CSR was prepared using a physical mixing method with different mass ratios of wollastonite and muscovite under the vulcanization temperature of 120 °C. Initially, methyl vinyl silicone rubber was placed in an open mill (model XH-401, Dongguan Xihua Machinery Technology Co., Ltd., Dongguan, China) with a gap of 1.5–2.5 mm between rolls. Subsequently, the glass powder, muscovite and DCBP were added sequentially into the silicone rubber. The open mill was running continuously at a speed of 15–20 revolutions per minute for one hour to obtain the composite material. Afterwards, the composite material was placed into a flat vulcanization machine (model CREE-6014A, Dongguan Kerui Instrument Technology Co., Ltd., Dongguan, China) in a stainless steel mold (dimensions: 100 mm × 100 mm × 3 mm) under a pressure of 10 MPa, and then vulcanized at 120 °C for 30 min. Finally, the composite material was transferred to an electric constant-temperature oven (model HZ-2014B, Dongguan Lyxian Instrument Technology Co., Ltd., Dongguan, China) for 5 h at 150 °C for the second vulcanization. The CSR samples with different mass ratios of wollastonite and muscovite were designated as R-40:0, R-30:10, R-20:20, R-10:30, R-0:40, respectively. The detailed formulations of CSR in this study are illustrated in

Table 2. Experimental formulations of the CSR samples.

Formulation	Content/g
Methyl Vinyl Silicone Rubber	100
Glass Powder	30
Wollastonite	40/30/20/10/0
Muscovite	0/10/20/30/40
2,4-Dichloro-Benzoyl Peroxide (DCBP)	2

.

To prepare the ceramic samples, CSRs were made into rectangle samples with a size of 80 mm × 10 mm × 3 mm. Subsequently, the rectangle samples were put into a corundum crucible covered with Al₂O₃ powder, and then sintered at 950 °C in a muffle furnace with a ramp rate of 2 °C/min. The samples were maintained at 950 °C for 1 h, and then furnace-cooled to room temperature. The vulcanization and sintering process is depicted in Figure 1. Finally, the ceramic samples are designated as C-40:0, C-30:10, C-20:20, C-10:30, and C-0:40, respectively.

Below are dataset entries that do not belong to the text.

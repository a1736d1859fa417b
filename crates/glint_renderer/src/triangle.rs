//! Triangle primitives for ray tracing.
//!
//! Intersection is a two-step test: hit the supporting plane, then check
//! the barycentric coordinates of the hit point.

use glint_core::Material;
use glint_math::{Aabb, Ray, Vec3};

use crate::hittable::{Hit, Hittable, Incidence};
use crate::plane::plane_distance;

/// A flat-shaded triangle.
#[derive(Debug, Clone)]
pub struct Triangle {
    vertices: [Vec3; 3],
    /// Pre-computed face normal (unit length)
    normal: Vec3,
    material: Material,
    bbox: Aabb,
}

impl Triangle {
    /// Create a new triangle from three vertices.
    ///
    /// The face normal is `(v2 - v0) x (v1 - v0)`, so vertices listed
    /// clockwise when seen from the front face the viewer.
    pub fn new(vertices: [Vec3; 3], material: Material) -> Self {
        let [v0, v1, v2] = vertices;
        let normal = (v2 - v0).cross(v1 - v0).normalize();

        // Pad thin dimensions to avoid degenerate AABBs
        let delta = Vec3::splat(0.0001);
        let min = v0.min(v1).min(v2);
        let max = v0.max(v1).max(v2);
        let bbox = Aabb::new(min - delta, max + delta);

        Self {
            vertices,
            normal,
            material,
            bbox,
        }
    }

    pub fn vertices(&self) -> &[Vec3; 3] {
        &self.vertices
    }

    /// Barycentric weights of `point` (assumed on the supporting plane),
    /// each the ratio of the opposite sub-triangle's area to the whole.
    ///
    /// Returns `None` for degenerate triangles.
    fn barycentric(&self, point: Vec3) -> Option<Vec3> {
        let [v0, v1, v2] = self.vertices;
        let e1 = v1 - v0;
        let e2 = v2 - v0;
        let w = point - v0;

        let n = e1.cross(e2);
        let area2 = n.length_squared();
        if area2 == 0.0 {
            return None;
        }

        let b1 = w.cross(e2).dot(n) / area2;
        let b2 = e1.cross(w).dot(n) / area2;
        Some(Vec3::new(1.0 - b1 - b2, b1, b2))
    }

    /// Hit distance and barycentric weights of the hit point.
    fn intersect_weights(&self, ray: &Ray, max_dist: f32) -> Option<(f32, Vec3, Vec3)> {
        let t = plane_distance(self.vertices[0], self.normal, ray, max_dist)?;
        let point = ray.at(t);

        let weights = self.barycentric(point)?;
        if weights.y < 0.0 || weights.z < 0.0 || weights.y + weights.z > 1.0 {
            return None;
        }

        Some((t, point, weights))
    }
}

impl Hittable for Triangle {
    fn intersect(&self, ray: &Ray, max_dist: f32) -> Option<Hit> {
        let (t, point, _) = self.intersect_weights(ray, max_dist)?;

        Some(Hit {
            t,
            point,
            normal: self.normal,
            incidence: Incidence::Entering,
        })
    }

    fn normal_at(&self, _point: Vec3) -> Vec3 {
        self.normal
    }

    fn bounding_box(&self) -> Aabb {
        self.bbox
    }

    fn position(&self) -> Vec3 {
        let [v0, v1, v2] = self.vertices;
        (v0 + v1 + v2) / 3.0
    }

    fn material(&self) -> &Material {
        &self.material
    }
}

/// A triangle with per-vertex normals, shaded with the barycentric
/// interpolation of those normals.
#[derive(Debug, Clone)]
pub struct NormalTriangle {
    triangle: Triangle,
    normals: [Vec3; 3],
}

impl NormalTriangle {
    /// Create a new smooth triangle. Vertex normals are normalized.
    pub fn new(vertices: [Vec3; 3], normals: [Vec3; 3], material: Material) -> Self {
        Self {
            triangle: Triangle::new(vertices, material),
            normals: normals.map(Vec3::normalize),
        }
    }

    fn interpolate(&self, weights: Vec3) -> Vec3 {
        let [n0, n1, n2] = self.normals;
        (n0 * weights.x + n1 * weights.y + n2 * weights.z).normalize()
    }
}

impl Hittable for NormalTriangle {
    fn intersect(&self, ray: &Ray, max_dist: f32) -> Option<Hit> {
        let (t, point, weights) = self.triangle.intersect_weights(ray, max_dist)?;

        Some(Hit {
            t,
            point,
            normal: self.interpolate(weights),
            incidence: Incidence::Entering,
        })
    }

    fn normal_at(&self, point: Vec3) -> Vec3 {
        match self.triangle.barycentric(point) {
            Some(weights) => self.interpolate(weights),
            None => self.triangle.normal,
        }
    }

    fn bounding_box(&self) -> Aabb {
        self.triangle.bbox
    }

    fn position(&self) -> Vec3 {
        self.triangle.position()
    }

    fn material(&self) -> &Material {
        &self.triangle.material
    }
}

2.2. Mechanical Performance Test

Dumbbell-shaped CSR samples were prepared and the elongation at break and tensile strength were tested using a WDW-100 model tensile testing device (Changchun New Testing Machine Co., Ltd., Changchun, China) with the tensile speed of 5 cm/s [26]. More than five dumbbell-shaped samples were tested to evaluate the measuring deviation. The geometrical dimension of the sample was shown in Figure 2.

The tensile strength is the equilibrium internal force per unit area that the material can withstand when subjected to an external force. It can be calculated using Equation (1).

$$\sigma =\frac{F}{b\times d}$$

(1)

where F represents the maximum force exerted on the sample, and b and d denote the initial width (mm) and thickness (mm) of the sample, respectively. The elongation at break was calculated using Equation (2).

$$\epsilon =\frac{L-L_0}{L_0}\times 100\%$$

(2)

where L₀ represents the initial distance (L₀ = 20 mm), and L represents the distance (mm) between the marked lines on the sample and the point of break.

The flexural strength of the ceramic samples was assessed through the three-point bend method, employing the bending strength testing machine (model WBE-9000B, Guangdong WBE Scientific Research Instrument Co., Ltd., Dongguan, China). The samples with dimensions of 8 mm in width and 3 mm in thickness were used for the three-point bending strength test, and the bending strength was calculated using Equation (3).

$$S=\frac{3PH}{2t{k}^2}$$

(3)

where H, k, t and P are the initial distances set by the machine (H = 20 mm), the thickness of the sample (k = 3 mm), the width of the sample (t = 8 mm), and the maximum load (N), respectively.

2.3. Electrical Performance Test

The dielectric properties of CSR and the sintered ceramic samples were measured in the frequency range from 10⁰ to 10⁶ Hz using the broadband dielectric spectrometer (Novocontrol, Concept 80, Montabaur, Germany). The volume resistivity of the CSR samples was tested with the megger (model 6517B, Keithley Company, Beaverton, OR, USA) at a voltage of 1000 V in accordance with GB/T 1692-2008. The volume resistivity of the ceramic samples was calculated using the four-point probe tester (FP-001, Zhuhai Kaivo Instruments and Equipment Co., Ltd., Zhuhai, China).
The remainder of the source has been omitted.